But it wasn't just that he was her biological father. It wasn't just that he was a disciplinarian or the only adult figure in the house, and it wasn't just that he controlled the household; he isolated the children, and he did that by making them speak Arabic when he was around, making them wear the headwear, the Muslim headwear, I forget the name of it, making them attend Arabic school to learn Arabic, not letting them see boys, not letting them go out. That is not only socially isolating them, but it's culturally isolating them, and by doing that they are dependent upon the father in the household, [the appellant].
So when it's suggested, well, why wasn't there a complaint made to someone at the school which were friends, well, you've heard about what friends they had, very few. And the only one that [A] befriended at school … you'll recall [s]he was of a family of the same faith and coincided with the time when [the appellant] became more religious. So it's not as though she is someone, I suggest to you, that she could have complained to.
And I'll say some more about the delay in complaint later. But when you think about that context of the discipline in the household, and the isolating, and him becoming more serious, fanatical - I think [S] agreed with the description of his practicing Islam - you'd well understand why this abuse was allowed to continue in the home (closing ts 5).
36 In dealing with the absence of complaint at the time the alleged abuse occurred, the prosecutor said:
My friend might suggest, 'Well, it's objectively improbable that [the appellant] would do this in the swimming pool and, secondly, perhaps physically impossible.' I suggest to you it certainly would not be physically impossible for an adult man to sexually penetrate a young girl who he was holding close to him, and moving.

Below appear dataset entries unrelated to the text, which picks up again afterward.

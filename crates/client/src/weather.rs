use shared_types::WeatherForecastResponse;
use tokio_util::sync::CancellationToken;

use crate::error::ClientError;
use crate::fetch::{ApiClient, FetchOptions, Fetched};
use crate::query::{QueryClient, QueryKey};

pub const FORECAST_URL: &str = "/api/weatherforecast";

pub fn forecast_query_key() -> QueryKey {
    QueryKey::new(["weather"])
}

pub async fn fetch_forecasts(
    api: &ApiClient,
    cancel: Option<&CancellationToken>,
) -> Result<Fetched<Vec<WeatherForecastResponse>>, ClientError> {
    api.fetch_json(FORECAST_URL, FetchOptions::default(), cancel)
        .await
}

/// Forecasts through the query cache under `["weather"]`.
pub async fn ensure_forecasts(
    api: &ApiClient,
    queries: &QueryClient,
) -> Result<Fetched<Vec<WeatherForecastResponse>>, ClientError> {
    queries
        .ensure_query_data(&forecast_query_key(), || fetch_forecasts(api, None))
        .await
}
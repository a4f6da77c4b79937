use oauth2::PkceCodeVerifier;
use std::collections::HashMap;
use std::time::{Duration, Instant};
use tokio::sync::Mutex;

/// TTL for pending logins.
const STATE_TTL: Duration = Duration::from_secs(600);

/// A login that was sent to the identity provider and has not come back yet.
pub struct PendingLogin {
    pub verifier: PkceCodeVerifier,
    /// Local path to land on once signed in.
    pub return_url: String,
}

struct Entry {
    login: PendingLogin,
    created_at: Instant,
}

/// In-memory CSRF state store keyed by the OAuth `state` parameter.
pub struct LoginStateStore {
    entries: Mutex<HashMap<String, Entry>>,
    ttl: Duration,
}

impl Default for LoginStateStore {
    fn default() -> Self {
        Self::with_ttl(STATE_TTL)
    }
}

impl LoginStateStore {
    pub fn with_ttl(ttl: Duration) -> Self {
        Self {
            entries: Mutex::new(HashMap::new()),
            ttl,
        }
    }

    pub async fn insert(&self, state: String, login: PendingLogin) {
        let mut entries = self.entries.lock().await;

        // Prune expired entries while we hold the lock
        let ttl = self.ttl;
        entries.retain(|_, entry| entry.created_at.elapsed() <= ttl);

        entries.insert(
            state,
            Entry {
                login,
                created_at: Instant::now(),
            },
        );
    }

    /// Remove and return the pending login for `state`.
    /// Unknown and expired states return `None`; a state is usable once.
    pub async fn take(&self, state: &str) -> Option<PendingLogin> {
        let entry = self.entries.lock().await.remove(state)?;
        if entry.created_at.elapsed() > self.ttl {
            return None;
        }
        Some(entry.login)
    }

    pub async fn pending_count(&self) -> usize {
        self.entries.lock().await.len()
    }
}
use axum::extract::State;
use axum::http::StatusCode;
use axum::Json;
use serde::Serialize;
use sqlx::{Pool, Postgres};
use std::future::Future;
use std::sync::{Arc, OnceLock};
use std::time::{Duration, Instant};

use crate::auth::roles::RoleStore;

static START_TIME: OnceLock<Instant> = OnceLock::new();

/// Upper bound on each dependency check.
const CHECK_TIMEOUT: Duration = Duration::from_secs(2);

/// Record the application start time. Call once during startup.
pub fn record_start_time() {
    START_TIME.get_or_init(Instant::now);
}

#[derive(Debug, Clone, Copy, PartialEq, Eq, Serialize, utoipa::ToSchema)]
#[serde(rename_all = "snake_case")]
pub enum Reachability {
    Ok,
    Unreachable,
    NotConfigured,
}

#[derive(Debug, Serialize, utoipa::ToSchema)]
pub struct RoleStoreHealth {
    /// `database`, `static` or `memory`.
    pub source: String,
    pub status: Reachability,
}

/// Liveness plus the state of the stores requests depend on.
///
/// `status` is `degraded` when the database or role store cannot be
/// reached; signed-in requests fail with 503 until it recovers.
#[derive(Debug, Serialize, utoipa::ToSchema)]
pub struct HealthResponse {
    pub status: String,
    pub db: Reachability,
    pub roles: RoleStoreHealth,
    pub uptime_seconds: u64,
    pub version: String,
}

async fn check_dependency<E: std::fmt::Display>(
    what: &'static str,
    check: impl Future<Output = Result<(), E>>,
) -> Reachability {
    match tokio::time::timeout(CHECK_TIMEOUT, check).await {
        Ok(Ok(())) => Reachability::Ok,
        Ok(Err(e)) => {
            tracing::warn!(dependency = what, error = %e, "Dependency check failed");
            Reachability::Unreachable
        }
        Err(_) => {
            tracing::warn!(dependency = what, "Dependency check timed out");
            Reachability::Unreachable
        }
    }
}

/// Report database and role-store reachability.
///
/// Sits outside the session layer, so it never triggers a claims refresh.
#[utoipa::path(
    get,
    path = "/health",
    responses(
        (status = 200, description = "All dependencies reachable", body = HealthResponse),
        (status = 503, description = "Database or role store unreachable", body = HealthResponse)
    ),
    tag = "health"
)]
pub async fn health_check(
    State(pool): State<Option<Pool<Postgres>>>,
    State(roles): State<Arc<dyn RoleStore>>,
) -> (StatusCode, Json<HealthResponse>) {
    let db = match &pool {
        None => Reachability::NotConfigured,
        Some(pool) => {
            check_dependency("database", async {
                sqlx::query_scalar::<_, i32>("SELECT 1")
                    .fetch_one(pool)
                    .await
                    .map(|_| ())
            })
            .await
        }
    };
    let roles = RoleStoreHealth {
        source: roles.source().to_string(),
        status: check_dependency("role_store", roles.ping()).await,
    };

    let degraded = db == Reachability::Unreachable || roles.status == Reachability::Unreachable;
    let (code, status) = if degraded {
        (StatusCode::SERVICE_UNAVAILABLE, "degraded")
    } else {
        (StatusCode::OK, "ok")
    };

    (
        code,
        Json(HealthResponse {
            status: status.to_string(),
            db,
            roles,
            uptime_seconds: START_TIME.get().map(|t| t.elapsed().as_secs()).unwrap_or(0),
            version: env!("CARGO_PKG_VERSION").to_string(),
        }),
    )
}
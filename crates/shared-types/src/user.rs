use serde::{Deserialize, Serialize};

/// A single claim carried by the signed-in principal.
#[derive(Debug, Clone, Serialize, Deserialize, PartialEq)]
#[cfg_attr(feature = "openapi", derive(utoipa::ToSchema))]
pub struct ClaimInfo {
    #[serde(rename = "type")]
    pub claim_type: String,
    pub value: String,
}

/// Profile of the signed-in user as returned by `GET /api/user/me`.
///
/// Every field except `id` tolerates being absent so clients can decode
/// partial payloads.
#[derive(Debug, Clone, Serialize, Deserialize, PartialEq, Default)]
#[cfg_attr(feature = "openapi", derive(utoipa::ToSchema))]
pub struct CurrentUser {
    pub id: String,
    #[serde(default)]
    pub name: Option<String>,
    #[serde(default)]
    pub email: Option<String>,
    #[serde(default)]
    pub roles: Vec<String>,
    #[serde(default)]
    pub claims: Vec<ClaimInfo>,
}

impl CurrentUser {
    pub fn has_role(&self, role: &str) -> bool {
        self.roles.iter().any(|r| r == role)
    }
}
pub mod cookies;
pub mod extractors;
pub mod login;
pub mod login_state;
pub mod middleware;
pub mod oidc;
pub mod principal;
pub mod refresh;
pub mod roles;
pub mod session;

pub use extractors::{AuthRequired, MaybeAuth, RequiredRole, RoleRequired, SampleRole};
pub use principal::Principal;
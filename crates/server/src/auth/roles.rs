use async_trait::async_trait;
use sqlx::{Pool, Postgres};
use std::collections::HashMap;
use std::sync::RwLock;

/// Roles every user gets from [`StaticRoleStore::default`].
pub const DEFAULT_ROLES: &[&str] = &["User", "SampleRole"];

/// Why the authoritative role set could not be read.
#[derive(Debug, thiserror::Error)]
pub enum RoleLookupError {
    #[error("role store query failed: {0}")]
    Database(#[from] sqlx::Error),
    #[error("role store unavailable: {0}")]
    Unavailable(String),
}

/// Source of truth for a user's roles.
///
/// Implementations are read-only from the caller's perspective and are
/// queried on every request that carries a session.
#[async_trait]
pub trait RoleStore: Send + Sync {
    async fn roles_for_user(&self, user_id: &str) -> Result<Vec<String>, RoleLookupError>;

    /// Short label for where roles come from, shown by `/health`.
    fn source(&self) -> &'static str;

    /// Confirm the store can answer lookups.
    async fn ping(&self) -> Result<(), RoleLookupError> {
        Ok(())
    }
}

/// Roles read from the `user_roles` table.
#[derive(Clone)]
pub struct PgRoleStore {
    pool: Pool<Postgres>,
}

impl PgRoleStore {
    pub fn new(pool: Pool<Postgres>) -> Self {
        Self { pool }
    }
}

#[async_trait]
impl RoleStore for PgRoleStore {
    async fn roles_for_user(&self, user_id: &str) -> Result<Vec<String>, RoleLookupError> {
        let roles = sqlx::query_scalar::<_, String>(
            "SELECT role FROM user_roles WHERE user_id = $1 ORDER BY role",
        )
        .bind(user_id)
        .fetch_all(&self.pool)
        .await?;
        Ok(roles)
    }

    fn source(&self) -> &'static str {
        "database"
    }

    async fn ping(&self) -> Result<(), RoleLookupError> {
        sqlx::query_scalar::<_, i32>("SELECT 1 FROM user_roles LIMIT 1")
            .fetch_optional(&self.pool)
            .await?;
        Ok(())
    }
}

/// Hands every user the same fixed role list.
#[derive(Debug, Clone)]
pub struct StaticRoleStore {
    roles: Vec<String>,
}

impl StaticRoleStore {
    pub fn new(roles: impl IntoIterator<Item = String>) -> Self {
        Self {
            roles: roles.into_iter().collect(),
        }
    }

    /// Parse a comma-separated role list such as `User,SampleRole`.
    pub fn from_csv(csv: &str) -> Self {
        Self::new(
            csv.split(',')
                .map(str::trim)
                .filter(|r| !r.is_empty())
                .map(String::from),
        )
    }
}

impl Default for StaticRoleStore {
    fn default() -> Self {
        Self::new(DEFAULT_ROLES.iter().map(|r| r.to_string()))
    }
}

#[async_trait]
impl RoleStore for StaticRoleStore {
    async fn roles_for_user(&self, _user_id: &str) -> Result<Vec<String>, RoleLookupError> {
        Ok(self.roles.clone())
    }

    fn source(&self) -> &'static str {
        "static"
    }
}

/// In-process role table that can be edited while the server runs.
/// Users without an entry have no roles.
#[derive(Debug, Default)]
pub struct MemoryRoleStore {
    roles: RwLock<HashMap<String, Vec<String>>>,
    unavailable: RwLock<Option<String>>,
}

impl MemoryRoleStore {
    pub fn new() -> Self {
        Self::default()
    }

    pub fn set_roles(&self, user_id: &str, roles: &[&str]) {
        let mut table = self.roles.write().unwrap_or_else(|e| e.into_inner());
        table.insert(
            user_id.to_string(),
            roles.iter().map(|r| r.to_string()).collect(),
        );
    }

    /// Make every lookup fail with `reason` until [`MemoryRoleStore::recover`].
    pub fn fail_with(&self, reason: &str) {
        *self.unavailable.write().unwrap_or_else(|e| e.into_inner()) = Some(reason.to_string());
    }

    pub fn recover(&self) {
        *self.unavailable.write().unwrap_or_else(|e| e.into_inner()) = None;
    }

    fn check_available(&self) -> Result<(), RoleLookupError> {
        match self
            .unavailable
            .read()
            .unwrap_or_else(|e| e.into_inner())
            .clone()
        {
            Some(reason) => Err(RoleLookupError::Unavailable(reason)),
            None => Ok(()),
        }
    }
}

#[async_trait]
impl RoleStore for MemoryRoleStore {
    async fn roles_for_user(&self, user_id: &str) -> Result<Vec<String>, RoleLookupError> {
        self.check_available()?;
        let table = self.roles.read().unwrap_or_else(|e| e.into_inner());
        Ok(table.get(user_id).cloned().unwrap_or_default())
    }

    fn source(&self) -> &'static str {
        "memory"
    }

    async fn ping(&self) -> Result<(), RoleLookupError> {
        self.check_available()
    }
}
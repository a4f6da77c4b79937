//! Headless client for the Weatherdesk API.
//!
//! [`ApiClient`] sends requests with the session cookie and turns a 401 into
//! a login redirect through a [`Navigator`]. [`QueryClient`] caches results
//! per key, and [`AuthenticatedRoute`] loads the signed-in user before a page
//! renders.

pub mod error;
pub mod fetch;
pub mod navigator;
pub mod query;
pub mod session;
pub mod user;
pub mod weather;

pub use error::{ClientError, HttpError};
pub use fetch::{ApiClient, ApiClientBuilder, FetchOptions, Fetched, ResponseBody};
pub use navigator::{Location, LoginRedirect, MemoryHistory, Navigator};
pub use query::{QueryClient, QueryKey, DEFAULT_STALE_TIME};
pub use session::{AuthenticatedRoute, RouteLoad, UserContext};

What could [A] do in that situation? A young child with her father, who could she complain to? Do you think she could complain to her mother, her mother who, clearly, when she left the house, despite wanting to take the children with her, was not going back to be with that man? And for good reason, you might think.
When the mother protested about the religious, cultural doctrine that [the appellant] was forcing upon his children - she protested and it had no effect. It doesn't take much thinking to realise that the children realised that the mother had no say over the father, and so there was no point in complaining to the mother (closing ts 8).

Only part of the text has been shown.